---------- Input data ----------

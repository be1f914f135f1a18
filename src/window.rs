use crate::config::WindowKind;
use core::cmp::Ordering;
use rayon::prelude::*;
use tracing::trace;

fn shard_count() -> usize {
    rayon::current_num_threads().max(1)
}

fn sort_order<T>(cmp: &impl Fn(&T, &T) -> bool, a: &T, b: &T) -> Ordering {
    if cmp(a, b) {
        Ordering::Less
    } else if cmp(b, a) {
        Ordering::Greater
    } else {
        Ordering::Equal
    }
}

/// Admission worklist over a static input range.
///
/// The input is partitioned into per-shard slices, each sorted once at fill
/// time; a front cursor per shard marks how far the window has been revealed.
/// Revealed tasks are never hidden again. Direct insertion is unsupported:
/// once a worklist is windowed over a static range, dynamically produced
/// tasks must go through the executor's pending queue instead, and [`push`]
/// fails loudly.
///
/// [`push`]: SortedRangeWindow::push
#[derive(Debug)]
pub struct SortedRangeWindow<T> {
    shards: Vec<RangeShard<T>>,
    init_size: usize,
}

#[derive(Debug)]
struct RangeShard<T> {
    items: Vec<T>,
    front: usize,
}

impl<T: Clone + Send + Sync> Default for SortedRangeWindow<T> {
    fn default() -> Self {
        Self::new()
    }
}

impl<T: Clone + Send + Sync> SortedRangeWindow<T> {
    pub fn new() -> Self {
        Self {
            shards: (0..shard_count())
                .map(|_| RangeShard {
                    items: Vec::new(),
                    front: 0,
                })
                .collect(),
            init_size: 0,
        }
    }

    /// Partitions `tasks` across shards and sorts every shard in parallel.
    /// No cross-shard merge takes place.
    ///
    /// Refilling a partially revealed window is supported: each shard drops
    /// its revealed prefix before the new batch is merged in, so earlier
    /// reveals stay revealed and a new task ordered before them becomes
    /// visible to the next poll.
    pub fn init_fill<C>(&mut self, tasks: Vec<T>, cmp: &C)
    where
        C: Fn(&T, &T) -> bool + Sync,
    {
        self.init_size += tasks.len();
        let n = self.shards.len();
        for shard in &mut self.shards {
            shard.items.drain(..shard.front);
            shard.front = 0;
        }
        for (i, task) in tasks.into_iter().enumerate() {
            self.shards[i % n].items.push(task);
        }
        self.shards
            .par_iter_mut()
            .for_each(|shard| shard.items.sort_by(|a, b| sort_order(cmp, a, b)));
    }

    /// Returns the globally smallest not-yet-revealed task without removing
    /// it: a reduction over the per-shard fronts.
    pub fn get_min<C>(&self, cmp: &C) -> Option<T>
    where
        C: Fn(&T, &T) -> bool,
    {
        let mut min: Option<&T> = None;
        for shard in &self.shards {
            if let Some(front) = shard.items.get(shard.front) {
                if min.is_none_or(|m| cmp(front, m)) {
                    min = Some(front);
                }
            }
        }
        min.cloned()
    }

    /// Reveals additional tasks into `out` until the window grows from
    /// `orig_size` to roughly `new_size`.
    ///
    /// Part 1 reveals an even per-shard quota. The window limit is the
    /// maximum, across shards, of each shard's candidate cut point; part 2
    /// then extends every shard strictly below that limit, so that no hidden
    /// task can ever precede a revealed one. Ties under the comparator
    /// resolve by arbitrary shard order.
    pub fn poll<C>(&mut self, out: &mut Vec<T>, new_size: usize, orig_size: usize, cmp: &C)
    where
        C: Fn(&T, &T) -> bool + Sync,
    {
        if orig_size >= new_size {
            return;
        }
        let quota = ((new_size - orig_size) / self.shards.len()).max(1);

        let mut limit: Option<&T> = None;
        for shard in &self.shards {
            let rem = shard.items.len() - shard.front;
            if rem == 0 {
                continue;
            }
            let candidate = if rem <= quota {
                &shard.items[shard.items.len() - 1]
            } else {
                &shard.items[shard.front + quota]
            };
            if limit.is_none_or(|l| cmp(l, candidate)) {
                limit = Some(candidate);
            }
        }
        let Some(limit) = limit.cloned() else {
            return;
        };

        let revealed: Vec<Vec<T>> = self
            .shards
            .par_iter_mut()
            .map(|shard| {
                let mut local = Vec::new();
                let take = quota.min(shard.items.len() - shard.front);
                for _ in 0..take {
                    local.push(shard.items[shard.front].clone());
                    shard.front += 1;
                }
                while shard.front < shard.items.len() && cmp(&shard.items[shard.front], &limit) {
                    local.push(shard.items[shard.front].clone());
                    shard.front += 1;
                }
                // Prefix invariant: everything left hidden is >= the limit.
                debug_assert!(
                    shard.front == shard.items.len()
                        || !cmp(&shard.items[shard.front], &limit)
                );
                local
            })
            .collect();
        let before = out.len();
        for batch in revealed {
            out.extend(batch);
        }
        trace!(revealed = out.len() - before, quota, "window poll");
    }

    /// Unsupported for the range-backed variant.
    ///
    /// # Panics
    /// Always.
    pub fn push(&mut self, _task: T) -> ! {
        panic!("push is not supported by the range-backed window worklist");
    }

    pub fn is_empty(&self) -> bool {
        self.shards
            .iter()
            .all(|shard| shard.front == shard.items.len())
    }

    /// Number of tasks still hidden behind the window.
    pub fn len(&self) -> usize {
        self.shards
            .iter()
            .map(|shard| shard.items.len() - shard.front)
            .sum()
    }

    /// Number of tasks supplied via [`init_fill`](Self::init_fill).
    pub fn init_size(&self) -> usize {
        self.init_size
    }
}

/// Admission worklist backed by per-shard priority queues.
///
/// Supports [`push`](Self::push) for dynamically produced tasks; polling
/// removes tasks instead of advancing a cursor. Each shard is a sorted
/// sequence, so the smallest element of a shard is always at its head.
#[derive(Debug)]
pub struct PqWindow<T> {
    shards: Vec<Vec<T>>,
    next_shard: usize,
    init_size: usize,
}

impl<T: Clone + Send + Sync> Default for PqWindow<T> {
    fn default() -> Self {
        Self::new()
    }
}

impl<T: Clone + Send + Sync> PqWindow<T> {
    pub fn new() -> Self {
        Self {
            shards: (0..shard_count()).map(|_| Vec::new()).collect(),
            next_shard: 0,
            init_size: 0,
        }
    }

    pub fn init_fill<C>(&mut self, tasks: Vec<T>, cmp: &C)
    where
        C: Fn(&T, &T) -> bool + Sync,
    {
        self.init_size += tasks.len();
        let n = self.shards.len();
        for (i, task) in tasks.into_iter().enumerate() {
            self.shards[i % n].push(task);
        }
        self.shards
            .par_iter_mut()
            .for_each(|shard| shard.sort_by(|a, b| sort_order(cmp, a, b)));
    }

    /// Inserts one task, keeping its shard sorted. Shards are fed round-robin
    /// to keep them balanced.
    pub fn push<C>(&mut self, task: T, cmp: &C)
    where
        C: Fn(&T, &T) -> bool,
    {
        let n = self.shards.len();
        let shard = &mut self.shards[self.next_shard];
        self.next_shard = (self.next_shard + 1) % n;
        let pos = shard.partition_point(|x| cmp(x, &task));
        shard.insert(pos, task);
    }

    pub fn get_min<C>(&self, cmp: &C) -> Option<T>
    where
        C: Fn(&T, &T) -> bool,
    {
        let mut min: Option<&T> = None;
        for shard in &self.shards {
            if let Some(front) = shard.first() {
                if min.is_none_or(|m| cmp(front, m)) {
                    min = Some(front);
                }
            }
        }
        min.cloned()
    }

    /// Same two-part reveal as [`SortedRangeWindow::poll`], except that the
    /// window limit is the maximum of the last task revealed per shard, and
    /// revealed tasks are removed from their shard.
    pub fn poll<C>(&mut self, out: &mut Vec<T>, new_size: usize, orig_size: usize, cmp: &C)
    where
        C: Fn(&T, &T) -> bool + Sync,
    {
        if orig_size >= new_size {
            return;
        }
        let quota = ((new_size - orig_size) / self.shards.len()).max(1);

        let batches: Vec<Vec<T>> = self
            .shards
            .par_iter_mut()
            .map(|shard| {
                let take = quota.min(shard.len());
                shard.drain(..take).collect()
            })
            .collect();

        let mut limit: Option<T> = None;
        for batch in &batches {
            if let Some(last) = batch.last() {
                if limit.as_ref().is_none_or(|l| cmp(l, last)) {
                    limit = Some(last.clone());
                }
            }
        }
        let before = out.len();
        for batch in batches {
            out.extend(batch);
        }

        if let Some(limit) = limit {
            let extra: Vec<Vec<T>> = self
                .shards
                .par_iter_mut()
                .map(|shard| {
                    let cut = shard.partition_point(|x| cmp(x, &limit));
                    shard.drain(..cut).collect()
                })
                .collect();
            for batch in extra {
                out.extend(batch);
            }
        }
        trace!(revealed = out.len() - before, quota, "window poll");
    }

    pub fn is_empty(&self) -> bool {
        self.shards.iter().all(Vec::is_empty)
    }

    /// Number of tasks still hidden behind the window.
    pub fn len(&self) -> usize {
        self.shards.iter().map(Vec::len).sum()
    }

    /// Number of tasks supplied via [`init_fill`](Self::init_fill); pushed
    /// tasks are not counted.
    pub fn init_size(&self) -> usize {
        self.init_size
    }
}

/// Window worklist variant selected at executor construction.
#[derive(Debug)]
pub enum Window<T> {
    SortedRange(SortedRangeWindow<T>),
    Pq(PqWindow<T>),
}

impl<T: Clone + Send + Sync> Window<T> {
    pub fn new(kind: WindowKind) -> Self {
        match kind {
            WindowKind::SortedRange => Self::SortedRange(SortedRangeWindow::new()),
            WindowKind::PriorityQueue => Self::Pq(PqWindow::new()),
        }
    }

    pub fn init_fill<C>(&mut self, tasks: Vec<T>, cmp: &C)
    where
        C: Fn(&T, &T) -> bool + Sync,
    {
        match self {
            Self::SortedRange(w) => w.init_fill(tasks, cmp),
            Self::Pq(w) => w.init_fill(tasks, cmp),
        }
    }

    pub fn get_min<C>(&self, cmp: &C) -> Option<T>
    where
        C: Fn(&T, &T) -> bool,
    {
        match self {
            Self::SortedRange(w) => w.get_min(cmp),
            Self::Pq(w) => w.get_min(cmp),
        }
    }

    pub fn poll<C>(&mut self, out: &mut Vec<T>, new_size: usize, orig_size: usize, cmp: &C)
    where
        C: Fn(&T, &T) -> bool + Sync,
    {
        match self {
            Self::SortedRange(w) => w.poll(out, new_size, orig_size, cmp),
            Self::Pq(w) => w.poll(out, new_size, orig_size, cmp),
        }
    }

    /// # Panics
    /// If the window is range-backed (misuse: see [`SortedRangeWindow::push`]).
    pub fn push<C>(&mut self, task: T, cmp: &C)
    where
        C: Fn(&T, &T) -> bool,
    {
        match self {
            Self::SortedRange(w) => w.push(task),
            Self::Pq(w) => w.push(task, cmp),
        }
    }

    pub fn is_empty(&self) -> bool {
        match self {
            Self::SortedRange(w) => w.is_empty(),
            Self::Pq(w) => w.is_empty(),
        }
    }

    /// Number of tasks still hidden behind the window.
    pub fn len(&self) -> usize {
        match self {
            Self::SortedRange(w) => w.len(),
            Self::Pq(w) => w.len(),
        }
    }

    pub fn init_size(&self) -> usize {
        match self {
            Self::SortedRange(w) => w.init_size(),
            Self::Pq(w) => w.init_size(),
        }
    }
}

----------
---------- Input data ----------

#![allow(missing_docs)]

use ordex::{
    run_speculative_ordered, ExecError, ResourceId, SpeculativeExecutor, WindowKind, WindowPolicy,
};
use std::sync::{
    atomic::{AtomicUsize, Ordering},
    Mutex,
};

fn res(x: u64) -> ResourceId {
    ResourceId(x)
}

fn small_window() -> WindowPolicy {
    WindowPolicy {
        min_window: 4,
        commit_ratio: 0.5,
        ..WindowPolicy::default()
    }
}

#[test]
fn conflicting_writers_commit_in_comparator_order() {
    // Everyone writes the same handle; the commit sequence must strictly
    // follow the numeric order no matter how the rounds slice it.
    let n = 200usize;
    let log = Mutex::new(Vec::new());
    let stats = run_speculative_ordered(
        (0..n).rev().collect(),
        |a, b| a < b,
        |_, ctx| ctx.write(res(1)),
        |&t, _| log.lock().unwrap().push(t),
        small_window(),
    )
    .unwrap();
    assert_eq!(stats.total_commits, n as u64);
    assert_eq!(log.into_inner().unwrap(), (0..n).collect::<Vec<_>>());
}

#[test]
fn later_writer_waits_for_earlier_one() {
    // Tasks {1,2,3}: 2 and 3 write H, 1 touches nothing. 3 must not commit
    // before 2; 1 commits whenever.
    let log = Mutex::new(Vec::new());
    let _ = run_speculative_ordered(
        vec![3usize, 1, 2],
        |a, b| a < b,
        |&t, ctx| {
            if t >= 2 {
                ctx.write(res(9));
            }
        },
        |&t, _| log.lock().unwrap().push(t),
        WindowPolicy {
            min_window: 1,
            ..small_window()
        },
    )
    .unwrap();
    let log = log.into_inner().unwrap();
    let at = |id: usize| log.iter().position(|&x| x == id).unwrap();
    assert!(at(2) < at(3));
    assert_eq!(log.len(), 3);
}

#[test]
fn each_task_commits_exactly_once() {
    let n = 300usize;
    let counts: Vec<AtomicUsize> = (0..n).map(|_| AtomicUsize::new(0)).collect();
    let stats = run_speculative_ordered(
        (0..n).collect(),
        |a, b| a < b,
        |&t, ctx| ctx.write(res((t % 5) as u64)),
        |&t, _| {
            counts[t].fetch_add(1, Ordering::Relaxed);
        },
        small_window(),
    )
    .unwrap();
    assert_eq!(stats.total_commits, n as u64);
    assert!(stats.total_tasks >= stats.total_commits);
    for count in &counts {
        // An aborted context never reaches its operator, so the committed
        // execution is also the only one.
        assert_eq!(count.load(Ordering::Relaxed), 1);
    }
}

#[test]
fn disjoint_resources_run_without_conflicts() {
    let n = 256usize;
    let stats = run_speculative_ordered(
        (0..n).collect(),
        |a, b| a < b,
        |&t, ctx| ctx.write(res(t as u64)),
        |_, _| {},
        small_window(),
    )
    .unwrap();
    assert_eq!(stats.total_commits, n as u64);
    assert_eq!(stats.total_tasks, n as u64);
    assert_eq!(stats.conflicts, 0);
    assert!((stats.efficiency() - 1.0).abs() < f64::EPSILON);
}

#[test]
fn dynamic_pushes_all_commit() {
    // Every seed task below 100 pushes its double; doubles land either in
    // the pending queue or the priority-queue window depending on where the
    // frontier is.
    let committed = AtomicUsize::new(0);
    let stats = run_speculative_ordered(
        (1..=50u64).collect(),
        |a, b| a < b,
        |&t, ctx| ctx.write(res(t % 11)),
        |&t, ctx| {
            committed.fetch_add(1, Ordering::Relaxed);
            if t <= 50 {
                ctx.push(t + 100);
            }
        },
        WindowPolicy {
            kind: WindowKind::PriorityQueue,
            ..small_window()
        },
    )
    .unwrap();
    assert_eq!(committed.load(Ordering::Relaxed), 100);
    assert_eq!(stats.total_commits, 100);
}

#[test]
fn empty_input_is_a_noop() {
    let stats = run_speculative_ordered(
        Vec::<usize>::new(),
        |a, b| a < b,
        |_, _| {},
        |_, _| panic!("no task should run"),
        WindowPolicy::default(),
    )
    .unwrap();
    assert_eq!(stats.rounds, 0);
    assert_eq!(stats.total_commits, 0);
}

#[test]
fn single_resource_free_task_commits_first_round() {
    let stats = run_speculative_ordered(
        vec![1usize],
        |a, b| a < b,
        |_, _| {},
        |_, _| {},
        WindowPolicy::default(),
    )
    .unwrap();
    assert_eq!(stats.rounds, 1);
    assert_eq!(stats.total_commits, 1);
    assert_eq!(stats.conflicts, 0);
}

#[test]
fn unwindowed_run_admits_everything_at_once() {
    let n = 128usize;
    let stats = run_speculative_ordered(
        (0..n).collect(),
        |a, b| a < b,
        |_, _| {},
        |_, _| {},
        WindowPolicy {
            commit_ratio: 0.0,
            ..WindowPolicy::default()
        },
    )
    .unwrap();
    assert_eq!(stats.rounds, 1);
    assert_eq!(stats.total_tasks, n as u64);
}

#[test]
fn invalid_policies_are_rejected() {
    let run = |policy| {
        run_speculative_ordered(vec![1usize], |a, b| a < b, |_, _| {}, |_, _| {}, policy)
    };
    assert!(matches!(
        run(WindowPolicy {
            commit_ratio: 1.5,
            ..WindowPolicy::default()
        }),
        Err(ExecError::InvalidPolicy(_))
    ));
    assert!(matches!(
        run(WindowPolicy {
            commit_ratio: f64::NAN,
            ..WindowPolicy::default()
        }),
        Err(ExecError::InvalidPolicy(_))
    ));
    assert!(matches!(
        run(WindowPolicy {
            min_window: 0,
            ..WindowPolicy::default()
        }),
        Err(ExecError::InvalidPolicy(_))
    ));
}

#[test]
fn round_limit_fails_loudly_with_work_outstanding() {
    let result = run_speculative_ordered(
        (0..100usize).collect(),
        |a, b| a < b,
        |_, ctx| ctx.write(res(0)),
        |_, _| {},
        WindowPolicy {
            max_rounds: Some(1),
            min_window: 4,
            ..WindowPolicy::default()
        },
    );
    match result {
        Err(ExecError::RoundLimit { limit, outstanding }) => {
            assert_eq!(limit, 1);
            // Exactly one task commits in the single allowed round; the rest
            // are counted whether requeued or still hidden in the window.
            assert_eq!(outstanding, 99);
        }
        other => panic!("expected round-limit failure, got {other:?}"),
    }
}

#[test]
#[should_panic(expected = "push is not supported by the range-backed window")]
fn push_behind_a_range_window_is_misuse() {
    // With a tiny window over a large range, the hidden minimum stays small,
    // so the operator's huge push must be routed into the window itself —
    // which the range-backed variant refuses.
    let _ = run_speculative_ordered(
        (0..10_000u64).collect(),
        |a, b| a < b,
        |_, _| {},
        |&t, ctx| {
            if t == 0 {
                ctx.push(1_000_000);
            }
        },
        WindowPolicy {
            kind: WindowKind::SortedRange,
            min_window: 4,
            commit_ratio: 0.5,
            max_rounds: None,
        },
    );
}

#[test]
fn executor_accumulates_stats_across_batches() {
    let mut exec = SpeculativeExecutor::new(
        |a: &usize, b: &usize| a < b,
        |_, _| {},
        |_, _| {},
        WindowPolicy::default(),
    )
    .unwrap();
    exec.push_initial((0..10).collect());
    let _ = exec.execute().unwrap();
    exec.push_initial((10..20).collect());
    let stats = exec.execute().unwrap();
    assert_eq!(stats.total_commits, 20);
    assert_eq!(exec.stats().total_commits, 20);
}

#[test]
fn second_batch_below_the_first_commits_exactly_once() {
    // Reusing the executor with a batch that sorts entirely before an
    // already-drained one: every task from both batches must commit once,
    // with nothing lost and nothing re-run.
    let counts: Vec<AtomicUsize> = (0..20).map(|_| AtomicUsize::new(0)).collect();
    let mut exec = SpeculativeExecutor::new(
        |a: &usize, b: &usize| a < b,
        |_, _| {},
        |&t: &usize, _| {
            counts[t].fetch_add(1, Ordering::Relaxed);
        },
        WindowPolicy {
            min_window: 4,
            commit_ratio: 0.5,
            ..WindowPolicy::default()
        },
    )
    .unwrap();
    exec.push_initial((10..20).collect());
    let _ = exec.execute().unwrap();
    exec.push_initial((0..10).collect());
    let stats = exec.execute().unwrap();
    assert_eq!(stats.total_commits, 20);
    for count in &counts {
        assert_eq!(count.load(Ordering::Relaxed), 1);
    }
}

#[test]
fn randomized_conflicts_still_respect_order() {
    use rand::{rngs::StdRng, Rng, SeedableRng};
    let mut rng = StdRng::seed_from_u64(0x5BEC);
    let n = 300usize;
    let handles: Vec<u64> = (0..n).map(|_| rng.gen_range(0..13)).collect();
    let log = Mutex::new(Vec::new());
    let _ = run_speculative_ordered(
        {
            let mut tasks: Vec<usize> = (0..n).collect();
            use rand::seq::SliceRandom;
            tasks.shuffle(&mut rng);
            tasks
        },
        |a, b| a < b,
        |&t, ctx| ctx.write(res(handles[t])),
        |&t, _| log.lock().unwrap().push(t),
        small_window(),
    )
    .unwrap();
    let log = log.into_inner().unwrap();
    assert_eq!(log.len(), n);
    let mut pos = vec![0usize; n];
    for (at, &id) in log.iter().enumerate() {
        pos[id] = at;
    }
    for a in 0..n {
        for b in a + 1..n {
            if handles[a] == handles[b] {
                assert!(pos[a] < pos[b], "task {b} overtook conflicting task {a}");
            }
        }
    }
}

----------

Work order -
Scan the data above and report each line in which "extra" is present.

Solution for this exercise -
            let extra: Vec<Vec<T>> = self
            for batch in extra {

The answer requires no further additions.